ITALY has introduced a nationwide curfew from 10pm to 5am as ambulances face nine-hour hospital queues and hundreds of doctors catch coronavirus every day.
Following a surge in Covid-19 cases, the Italian government has split the country's regions into red, orange and yellow zones, depending on local infection rates and hospital occupancy.
In an effort to stop hospitals from being overwhelmed, four regions – Lombardy, Piedmont, Valle dAosta in the north and Calabria – have been placed in the red tier, banning people from leaving their homes except for essential reasons.
Prime Minister Giuseppe Conte announced the measures on Wednesday night.
“Our intensive care capacity could be exhausted in a matter of weeks, we have to intervene,” Conte said.
Except for a few circumstances, no one will be allowed to enter or leave red zone regions or even travel between their towns.

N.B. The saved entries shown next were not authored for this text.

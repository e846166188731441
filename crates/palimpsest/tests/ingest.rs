//! Ingesting replicated entries, and engines over SQLite feeds.

mod common;

use anyhow::Result;
use common::{init_tracing, keypair, T0};
use palimpsest::core::{EntryBuilder, ValidationError};
use palimpsest::resources::Task;
use palimpsest::store::{FeedStore, MemoryFeed, SqliteFeed};
use palimpsest::{Content, Context, Engine, EngineConfig, EngineError, IngestResult, ListFilter};

#[tokio::test]
async fn test_replica_converges_on_the_same_view() -> Result<()> {
    init_tracing();
    let dir = tempfile::tempdir()?;
    let alice = keypair(1);
    let bob = keypair(2);

    let origin = Engine::new(MemoryFeed::new(), EngineConfig::default());
    let tasks = origin.collection::<Task>();
    let root = tasks
        .create(&Context::new(&alice, T0), Task::new("paint fence"))
        .await?
        .key();
    tasks
        .toggle_action(&Context::new(&bob, T0 + 1), &root, Task::ASSIGNEE)
        .await?;
    tasks
        .modify(&Context::new(&alice, T0 + 2), &root, |t| {
            t.description = "white, two coats".into()
        })
        .await?;

    let replica = Engine::new(
        SqliteFeed::open(dir.path().join("replica.db"))?,
        EngineConfig::default(),
    );
    for entry in origin.store().read_all(None).await? {
        assert!(matches!(
            replica.ingest(&entry).await?,
            IngestResult::Accepted(key) if key == entry.key()
        ));
    }

    let ctx = Context::new(&alice, T0 + 3);
    let all = ListFilter::default();
    let here = origin.collection::<Task>().list_all(&ctx, &all).await?;
    let there = replica.collection::<Task>().list_all(&ctx, &all).await?;
    assert_eq!(here, there);
    assert_eq!(there[0].body.description, "white, two coats");
    assert!(there[0].body.assignees.contains(Task::ASSIGNEE, &bob.author_id()));
    Ok(())
}

#[tokio::test]
async fn test_ingest_outcomes() -> Result<()> {
    init_tracing();
    let alice = keypair(1);
    let mallory = keypair(6);
    let engine = Engine::new(MemoryFeed::new(), EngineConfig::default());

    let first = EntryBuilder::new(alice.author_id(), 1)
        .timestamp(T0)
        .content(&Content::creation("task", &Task::new("one"))?)?
        .sign(&alice);
    assert!(matches!(engine.ingest(&first).await?, IngestResult::Accepted(_)));
    assert_eq!(engine.ingest(&first).await?, IngestResult::Duplicate);

    let rival = EntryBuilder::new(alice.author_id(), 1)
        .timestamp(T0 + 1)
        .content(&Content::creation("task", &Task::new("other one"))?)?
        .sign(&alice);
    assert_eq!(
        engine.ingest(&rival).await?,
        IngestResult::Conflict {
            existing: first.key()
        }
    );

    let forged = EntryBuilder::new(alice.author_id(), 2)
        .timestamp(T0 + 2)
        .prev(first.key())
        .content(&Content::creation("task", &Task::new("forged"))?)?
        .sign(&mallory);
    assert!(matches!(
        engine.ingest(&forged).await,
        Err(EngineError::Validation(ValidationError::SignatureFailed))
    ));
    assert_eq!(engine.store().len(), 1);
    Ok(())
}

#[tokio::test]
async fn test_ingest_rejects_gaps() -> Result<()> {
    init_tracing();
    let alice = keypair(1);
    let engine = Engine::new(MemoryFeed::new(), EngineConfig::default());

    let skipped = EntryBuilder::new(alice.author_id(), 2)
        .timestamp(T0)
        .prev(palimpsest::EntryKey::from_bytes([1; 32]))
        .content(&Content::creation("task", &Task::new("two"))?)?
        .sign(&alice);
    assert!(matches!(
        engine.ingest(&skipped).await,
        Err(EngineError::Store(_))
    ));
    Ok(())
}

#[tokio::test]
async fn test_sqlite_engine_survives_reopen() -> Result<()> {
    init_tracing();
    let dir = tempfile::tempdir()?;
    let path = dir.path().join("feeds.db");
    let alice = keypair(1);
    let ctx = Context::new(&alice, T0);

    let root = {
        let engine = Engine::new(SqliteFeed::open(&path)?, EngineConfig::default());
        let tasks = engine.collection::<Task>();
        let root = tasks.create(&ctx, Task::new("persist me")).await?.key();
        tasks
            .modify(&ctx, &root, |t| t.title = "persisted".into())
            .await?;
        root
    };

    let engine = Engine::new(SqliteFeed::open(&path)?, EngineConfig::default());
    let record = engine.collection::<Task>().get_by_id(&ctx, &root).await?;
    assert_eq!(record.body.title, "persisted");
    assert_eq!(record.version, 1);
    Ok(())
}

Non-essential stores, bars and restaurants will be close, and only nursery, primary and the first year of middle school will have in-person classes, but hair salons can stay open.
People can exercise by themselves while wearing masks near their homes.
Two other regions have been placed in the orange tiers – Puglia in Italy's mainland heel and the southern island of Sicily.
Bars and restaurants will shut in these areas, but shops can remain open.
People can move freely within their towns and cities, but cannot travel to other towns in the same region.
All the remaining regions, including Lazio around the capital Rome, are yellow, meaning there are no restrictions other than those imposed nationwide.
The nationwide restrictions include a curfew from 10pm to 5am, closure of museums and exhibitions, and closure of shopping centres at weekends.
The measures have been introduced following reports of nine-hour ambulance queues at hospitals.
Dr Silvana Di Florio, head of ICU nursing at the Tor Vergata Hospital in Rome, told Sky News: "Now we are facing a war. We are tired. We are few. Some are sick, and with few resources.
"But we are always present, always prepared, always really careful."
At other hospitals, patients were waiting up to 18 hours in ambulances outside hospitals as staff struggled to find enough beds, The Times reports.
"We can’t unload suspected Covid cases into emergency rooms to spend hours sitting next to uninfected patients while they wait for a bed, so we are forced to keep them in parked ambulances," an official in Rome told the newspaper.
In hospitals across Italy, more than 200 doctors and nurses are reportedly catching coronavirus every day, making it more difficult to cope with the surge in infections.
During the new curfew, expected to last until December 3, people can only leave their homes for work, medical reasons or emergencies.
Under the nationwide measures, capacity on public transport has been cut from 80 per cent to 50 per cent.
All secondary school classes have also been moved online.
Gyms, cinemas and theatres have already closed, while restaurants and bars must shut at 6pm.
However, unlike Italy's national lockdown in the spring, all factories will remain open across the country.
Conte said the lockdown will begin on Friday to allow time to organise and the measures will be reviewed every two weeks.
Under a separate decree, expected on Thursday, the government is set to approve a new stimulus package worth at least 1.5 billion euros to support the economy.
On Wednesday, Italy's daily coronavirus cases topped 30,000 for another day.
The northern region of Lombardy accounted for more than one quarter of the 30,550 reported cases. The Health Ministry said there were 352 deaths reported in the last 24 hours.
Italy has confirmed 790,377 coronavirus cases and 39,764 deaths since the start of the pandemic.
Elsewhere in Europe, Germany has deployed 5,350 soldiers to help with testing and tracing contacts of coronavirus patients.
Defense Ministry spokeswoman Christina Routsi said a pool of 15,000 military personnel have been set aside to help cope with the country's pandemic response.
Germany reported 17,214 cases on Wednesday, taking the total to 577,593. Deaths also rose by 160 to a confirmed total of 10,812 since the start of the pandemic.
From Britain to Turkey, European countries have reimposed strict curbs this week, echoing moves in spring when the virus first hit Europe following its emergence in China.